**Directions**: What number of lines in the records below hold the word "refuses"? Give that number alone.

===== Information shown

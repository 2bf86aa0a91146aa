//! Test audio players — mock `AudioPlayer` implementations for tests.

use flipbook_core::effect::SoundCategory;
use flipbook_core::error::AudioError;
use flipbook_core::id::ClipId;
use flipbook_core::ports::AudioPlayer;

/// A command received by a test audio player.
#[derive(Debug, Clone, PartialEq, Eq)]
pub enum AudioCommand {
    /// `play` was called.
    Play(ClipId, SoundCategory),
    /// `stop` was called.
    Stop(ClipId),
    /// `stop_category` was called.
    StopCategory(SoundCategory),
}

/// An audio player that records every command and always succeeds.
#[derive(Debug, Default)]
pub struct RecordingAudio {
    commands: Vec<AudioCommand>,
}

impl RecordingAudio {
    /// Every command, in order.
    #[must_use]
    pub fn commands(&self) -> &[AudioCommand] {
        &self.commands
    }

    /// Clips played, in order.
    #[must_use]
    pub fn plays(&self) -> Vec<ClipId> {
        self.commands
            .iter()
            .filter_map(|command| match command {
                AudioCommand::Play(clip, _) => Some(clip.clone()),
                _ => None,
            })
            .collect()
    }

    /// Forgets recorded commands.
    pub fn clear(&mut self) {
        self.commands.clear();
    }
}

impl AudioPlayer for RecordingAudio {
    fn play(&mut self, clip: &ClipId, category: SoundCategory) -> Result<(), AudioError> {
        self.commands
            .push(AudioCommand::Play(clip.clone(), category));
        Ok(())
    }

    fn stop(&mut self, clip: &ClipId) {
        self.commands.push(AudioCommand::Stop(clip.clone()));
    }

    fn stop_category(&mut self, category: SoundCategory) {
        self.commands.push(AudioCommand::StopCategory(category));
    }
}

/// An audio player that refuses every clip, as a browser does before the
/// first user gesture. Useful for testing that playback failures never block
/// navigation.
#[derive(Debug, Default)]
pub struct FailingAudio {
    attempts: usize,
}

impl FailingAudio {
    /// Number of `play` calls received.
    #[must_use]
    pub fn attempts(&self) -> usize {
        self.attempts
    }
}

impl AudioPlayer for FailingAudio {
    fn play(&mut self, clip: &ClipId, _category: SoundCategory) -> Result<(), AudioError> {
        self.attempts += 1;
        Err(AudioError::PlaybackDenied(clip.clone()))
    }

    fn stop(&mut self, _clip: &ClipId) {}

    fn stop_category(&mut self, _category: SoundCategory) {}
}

==========
===== Information shown

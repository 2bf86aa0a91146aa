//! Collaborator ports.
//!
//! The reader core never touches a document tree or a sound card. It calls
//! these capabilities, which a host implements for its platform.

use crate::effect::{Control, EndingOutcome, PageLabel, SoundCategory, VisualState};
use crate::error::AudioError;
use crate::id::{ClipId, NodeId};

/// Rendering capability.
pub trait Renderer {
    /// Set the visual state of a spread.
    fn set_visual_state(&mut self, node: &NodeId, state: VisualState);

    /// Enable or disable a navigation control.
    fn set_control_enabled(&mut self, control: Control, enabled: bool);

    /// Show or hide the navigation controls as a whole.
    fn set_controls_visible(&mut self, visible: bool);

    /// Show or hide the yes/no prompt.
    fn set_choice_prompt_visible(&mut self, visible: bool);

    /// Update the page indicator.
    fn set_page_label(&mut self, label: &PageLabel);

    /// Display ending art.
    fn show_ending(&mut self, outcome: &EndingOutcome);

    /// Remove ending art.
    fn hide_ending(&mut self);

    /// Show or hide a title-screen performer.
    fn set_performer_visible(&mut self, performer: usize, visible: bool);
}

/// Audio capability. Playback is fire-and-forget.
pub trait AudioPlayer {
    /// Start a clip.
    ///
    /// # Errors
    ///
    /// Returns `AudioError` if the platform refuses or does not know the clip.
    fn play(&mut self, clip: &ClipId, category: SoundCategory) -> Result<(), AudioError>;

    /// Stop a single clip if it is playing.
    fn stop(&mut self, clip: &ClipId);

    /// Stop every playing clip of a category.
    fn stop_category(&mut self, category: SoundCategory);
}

==========
===== Information shown

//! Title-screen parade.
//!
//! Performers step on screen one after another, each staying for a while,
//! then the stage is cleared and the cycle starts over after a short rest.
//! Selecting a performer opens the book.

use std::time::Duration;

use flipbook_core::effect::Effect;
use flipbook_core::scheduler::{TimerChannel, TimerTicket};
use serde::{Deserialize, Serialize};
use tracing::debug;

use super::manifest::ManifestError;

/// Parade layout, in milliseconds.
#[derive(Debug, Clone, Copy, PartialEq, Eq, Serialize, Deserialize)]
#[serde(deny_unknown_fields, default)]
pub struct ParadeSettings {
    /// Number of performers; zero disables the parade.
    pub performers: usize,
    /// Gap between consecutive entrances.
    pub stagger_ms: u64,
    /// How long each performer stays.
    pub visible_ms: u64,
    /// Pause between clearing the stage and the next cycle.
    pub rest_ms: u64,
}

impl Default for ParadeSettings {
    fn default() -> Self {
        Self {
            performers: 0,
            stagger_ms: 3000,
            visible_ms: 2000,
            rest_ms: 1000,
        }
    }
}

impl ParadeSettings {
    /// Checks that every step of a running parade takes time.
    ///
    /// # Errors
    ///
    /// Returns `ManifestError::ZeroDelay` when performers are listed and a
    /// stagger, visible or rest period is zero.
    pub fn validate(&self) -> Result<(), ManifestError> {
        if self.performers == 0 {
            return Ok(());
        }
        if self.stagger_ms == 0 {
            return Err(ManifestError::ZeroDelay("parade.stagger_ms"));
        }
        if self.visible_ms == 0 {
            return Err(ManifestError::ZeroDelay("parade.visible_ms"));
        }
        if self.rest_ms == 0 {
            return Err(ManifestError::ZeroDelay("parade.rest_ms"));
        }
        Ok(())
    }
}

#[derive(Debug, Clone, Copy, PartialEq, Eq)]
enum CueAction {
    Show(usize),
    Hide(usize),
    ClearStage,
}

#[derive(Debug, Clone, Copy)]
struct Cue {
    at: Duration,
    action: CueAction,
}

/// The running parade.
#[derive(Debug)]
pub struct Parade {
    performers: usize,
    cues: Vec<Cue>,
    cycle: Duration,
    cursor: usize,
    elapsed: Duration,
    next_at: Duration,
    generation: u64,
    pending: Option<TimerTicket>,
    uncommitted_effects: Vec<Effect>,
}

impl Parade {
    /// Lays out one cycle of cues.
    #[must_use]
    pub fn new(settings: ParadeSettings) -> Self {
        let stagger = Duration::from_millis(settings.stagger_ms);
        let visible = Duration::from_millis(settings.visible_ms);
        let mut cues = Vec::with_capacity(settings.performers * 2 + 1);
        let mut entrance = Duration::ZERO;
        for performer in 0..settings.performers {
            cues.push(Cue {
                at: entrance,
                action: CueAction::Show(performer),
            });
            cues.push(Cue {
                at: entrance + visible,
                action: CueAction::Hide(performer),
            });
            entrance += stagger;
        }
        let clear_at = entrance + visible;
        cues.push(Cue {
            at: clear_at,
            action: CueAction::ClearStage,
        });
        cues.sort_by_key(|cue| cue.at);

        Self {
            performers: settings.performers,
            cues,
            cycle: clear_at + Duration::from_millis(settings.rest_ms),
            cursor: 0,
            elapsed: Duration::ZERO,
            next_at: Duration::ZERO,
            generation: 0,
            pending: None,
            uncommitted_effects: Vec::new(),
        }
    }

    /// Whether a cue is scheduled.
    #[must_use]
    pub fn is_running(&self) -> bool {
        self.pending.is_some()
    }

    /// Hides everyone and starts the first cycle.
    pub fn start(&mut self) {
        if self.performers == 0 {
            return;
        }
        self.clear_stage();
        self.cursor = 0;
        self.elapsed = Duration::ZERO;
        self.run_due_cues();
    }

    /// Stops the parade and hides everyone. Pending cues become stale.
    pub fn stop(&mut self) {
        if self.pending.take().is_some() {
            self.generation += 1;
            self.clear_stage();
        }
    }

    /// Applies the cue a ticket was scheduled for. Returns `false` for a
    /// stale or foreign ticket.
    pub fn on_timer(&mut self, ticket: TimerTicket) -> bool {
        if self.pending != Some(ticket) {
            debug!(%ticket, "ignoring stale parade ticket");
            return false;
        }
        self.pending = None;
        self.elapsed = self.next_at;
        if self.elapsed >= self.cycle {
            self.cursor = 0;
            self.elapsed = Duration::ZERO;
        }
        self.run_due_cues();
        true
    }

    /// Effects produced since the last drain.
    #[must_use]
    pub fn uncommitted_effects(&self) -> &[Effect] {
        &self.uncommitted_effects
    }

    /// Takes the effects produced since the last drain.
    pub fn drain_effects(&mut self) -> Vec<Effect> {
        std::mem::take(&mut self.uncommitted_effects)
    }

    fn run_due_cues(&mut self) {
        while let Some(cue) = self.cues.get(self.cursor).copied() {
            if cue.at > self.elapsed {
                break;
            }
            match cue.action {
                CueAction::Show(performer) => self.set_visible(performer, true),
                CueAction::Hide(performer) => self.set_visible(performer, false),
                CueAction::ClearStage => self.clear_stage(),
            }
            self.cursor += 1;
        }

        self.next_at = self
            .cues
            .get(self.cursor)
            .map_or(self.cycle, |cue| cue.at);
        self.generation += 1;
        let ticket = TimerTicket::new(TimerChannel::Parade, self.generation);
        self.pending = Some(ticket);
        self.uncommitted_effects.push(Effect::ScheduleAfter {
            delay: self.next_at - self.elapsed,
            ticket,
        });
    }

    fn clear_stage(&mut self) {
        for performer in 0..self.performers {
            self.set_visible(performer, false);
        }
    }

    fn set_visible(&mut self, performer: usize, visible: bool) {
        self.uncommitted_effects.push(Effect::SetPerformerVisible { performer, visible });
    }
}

==========

**Output of the task**: 2